The entries below must be restated word for word.

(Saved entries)
* * *

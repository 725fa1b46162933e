use crate::config::Config;
use crate::error::AppError;
use tracing_subscriber::{
    fmt, prelude::*, registry, EnvFilter,
};

pub fn init_logging(config: &Config) -> Result<(), AppError> {
    let env_filter = EnvFilter::try_from_default_env()
        .unwrap_or_else(|_| EnvFilter::new(&config.logging.level));

    let formatting_layer = match config.logging.format.as_str() {
        "json" => fmt::layer().json().with_current_span(true).boxed(),
        _ => fmt::layer().pretty().boxed(),
    };

    registry()
        .with(env_filter)
        .with(formatting_layer)
        .try_init()
        .map_err(|e| AppError::Internal(format!("Failed to initialize logging: {}", e)))?;

    tracing::debug!(format = %config.logging.format, "logging initialized");

    Ok(())
}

* * *

__Result below__.
repository 725fa1b46162933e
use crate::config::Config;
use crate::error::AppError;
use tracing_subscriber::{
    fmt, prelude::*, registry, EnvFilter,
};

pub fn init_logging(config: &Config) -> Result<(), AppError> {
    let env_filter = EnvFilter::try_from_default_env()
        .unwrap_or_else(|_| EnvFilter::new(&config.logging.level));

    let formatting_layer = match config.logging.format.as_str() {
        "json" => fmt::layer().json().with_current_span(true).boxed(),
        _ => fmt::layer().pretty().boxed(),
    };

    registry()
        .with(env_filter)
        .with(formatting_layer)
        .try_init()
        .map_err(|e| AppError::Internal(format!("Failed to initialize logging: {}", e)))?;

    tracing::debug!(format = %config.logging.format, "logging initialized");

    Ok(())
}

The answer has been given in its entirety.